- [EXERCISE DETAILS]: Please return the whole listing word for word.

- [MATERIAL PROVIDED]:

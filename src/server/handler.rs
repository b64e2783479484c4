//! MCP request handler implementation.

use crate::error::ProtocolResult;
use crate::protocol::{
    CallToolParams, CallToolResult, Handler, InitializeParams, InitializeResult, ListToolsResult,
    Implementation, MCP_VERSION, ServerCapabilities, ToolsCapability,
};
use crate::server::state::ServerState;
use async_trait::async_trait;
use std::sync::Arc;
use tracing::{debug, info, instrument};

/// MCP request handler backed by one discovery session.
pub struct McpHandler {
    state: Arc<ServerState>,
}

impl McpHandler {
    pub fn new(state: Arc<ServerState>) -> Self {
        Self { state }
    }

    pub fn state(&self) -> &Arc<ServerState> {
        &self.state
    }

    fn instructions(&self) -> String {
        let info = self.state.session.connection_info();
        let tools = self
            .state
            .tools
            .list()
            .into_iter()
            .map(|t| t.name)
            .collect::<Vec<_>>()
            .join(", ");

        if info.connected {
            format!(
                "Schema discovery server connected to {} on {} ({} tables discovered). \
                Start with get_database_schema, then use execute_query, preview_table or search_data. \
                Available tools: {}.",
                info.database.as_deref().unwrap_or("unknown"),
                info.host.as_deref().unwrap_or("unknown"),
                info.tables.unwrap_or(0),
                tools
            )
        } else {
            format!(
                "Schema discovery server for {} (not connected). \
                Call connect_database first; it discovers the schema used by the other tools. \
                Available tools: {}.",
                info.engine, tools
            )
        }
    }
}

#[async_trait]
impl Handler for McpHandler {
    async fn initialize(&self, params: InitializeParams) -> ProtocolResult<InitializeResult> {
        info!("Initialize request from {}", params.client_info);
        debug!("Client capabilities: {:?}", params.capabilities);

        self.state.set_initialized(params.client_info);

        Ok(InitializeResult {
            protocol_version: MCP_VERSION.into(),
            capabilities: ServerCapabilities {
                tools: Some(ToolsCapability {
                    list_changed: Some(false),
                }),
            },
            server_info: Implementation::new(
                self.state.config.name.to_string(),
                self.state.config.version.to_string(),
            ),
            instructions: Some(self.instructions()),
        })
    }

    async fn initialized(&self) -> ProtocolResult<()> {
        info!("Client confirmed initialization");
        Ok(())
    }

    async fn shutdown(&self) -> ProtocolResult<()> {
        info!(tool_calls = self.state.tool_calls(), "Shutdown request received");
        Ok(())
    }

    async fn list_tools(&self) -> ProtocolResult<ListToolsResult> {
        let tools = self.state.tools.list();
        debug!("Listing {} tools", tools.len());

        Ok(ListToolsResult { tools })
    }

    #[instrument(skip(self, params), fields(tool = %params.name, call))]
    async fn call_tool(&self, params: CallToolParams) -> ProtocolResult<CallToolResult> {
        let call = self.state.next_tool_call();
        tracing::Span::current().record("call", call);
        debug!("Tool call");

        Ok(self.state.tools.call(params).await)
    }
}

- [SOLVED EXERCISE]:
filename src/server/handler.rs
repository b64e2783479484c4
//! MCP request handler implementation.

use crate::error::ProtocolResult;
use crate::protocol::{
    CallToolParams, CallToolResult, Handler, InitializeParams, InitializeResult, ListToolsResult,
    Implementation, MCP_VERSION, ServerCapabilities, ToolsCapability,
};
use crate::server::state::ServerState;
use async_trait::async_trait;
use std::sync::Arc;
use tracing::{debug, info, instrument};

/// MCP request handler backed by one discovery session.
pub struct McpHandler {
    state: Arc<ServerState>,
}

impl McpHandler {
    pub fn new(state: Arc<ServerState>) -> Self {
        Self { state }
    }

    pub fn state(&self) -> &Arc<ServerState> {
        &self.state
    }

    fn instructions(&self) -> String {
        let info = self.state.session.connection_info();
        let tools = self
            .state
            .tools
            .list()
            .into_iter()
            .map(|t| t.name)
            .collect::<Vec<_>>()
            .join(", ");

        if info.connected {
            format!(
                "Schema discovery server connected to {} on {} ({} tables discovered). \
                Start with get_database_schema, then use execute_query, preview_table or search_data. \
                Available tools: {}.",
                info.database.as_deref().unwrap_or("unknown"),
                info.host.as_deref().unwrap_or("unknown"),
                info.tables.unwrap_or(0),
                tools
            )
        } else {
            format!(
                "Schema discovery server for {} (not connected). \
                Call connect_database first; it discovers the schema used by the other tools. \
                Available tools: {}.",
                info.engine, tools
            )
        }
    }
}

#[async_trait]
impl Handler for McpHandler {
    async fn initialize(&self, params: InitializeParams) -> ProtocolResult<InitializeResult> {
        info!("Initialize request from {}", params.client_info);
        debug!("Client capabilities: {:?}", params.capabilities);

        self.state.set_initialized(params.client_info);

        Ok(InitializeResult {
            protocol_version: MCP_VERSION.into(),
            capabilities: ServerCapabilities {
                tools: Some(ToolsCapability {
                    list_changed: Some(false),
                }),
            },
            server_info: Implementation::new(
                self.state.config.name.to_string(),
                self.state.config.version.to_string(),
            ),
            instructions: Some(self.instructions()),
        })
    }

    async fn initialized(&self) -> ProtocolResult<()> {
        info!("Client confirmed initialization");
        Ok(())
    }

    async fn shutdown(&self) -> ProtocolResult<()> {
        info!(tool_calls = self.state.tool_calls(), "Shutdown request received");
        Ok(())
    }

    async fn list_tools(&self) -> ProtocolResult<ListToolsResult> {
        let tools = self.state.tools.list();
        debug!("Listing {} tools", tools.len());

        Ok(ListToolsResult { tools })
    }

    #[instrument(skip(self, params), fields(tool = %params.name, call))]
    async fn call_tool(&self, params: CallToolParams) -> ProtocolResult<CallToolResult> {
        let call = self.state.next_tool_call();
        tracing::Span::current().record("call", call);
        debug!("Tool call");

        Ok(self.state.tools.call(params).await)
    }
}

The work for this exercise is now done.